___ EXTRACTED ENTRIES ___

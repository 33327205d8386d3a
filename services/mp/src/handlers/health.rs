use axum::extract::State;

use yiya_core::health::Readiness;

use crate::state::AppState;

/// `GET /readyz`: Postgres must answer. WeChat is not probed.
pub async fn readyz(State(state): State<AppState>) -> Readiness {
    Readiness::new().check("database", state.db.ping().await)
}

___

### TASK DETAILS
Go through the data and retype all of it exactly.

### REPLY TO THE TASK
repository 33327205d8386d3a
filename services/mp/src/handlers/health.rs
use axum::extract::State;

use yiya_core::health::Readiness;

use crate::state::AppState;

/// `GET /readyz`: Postgres must answer. WeChat is not probed.
pub async fn readyz(State(state): State<AppState>) -> Readiness {
    Readiness::new().check("database", state.db.ping().await)
}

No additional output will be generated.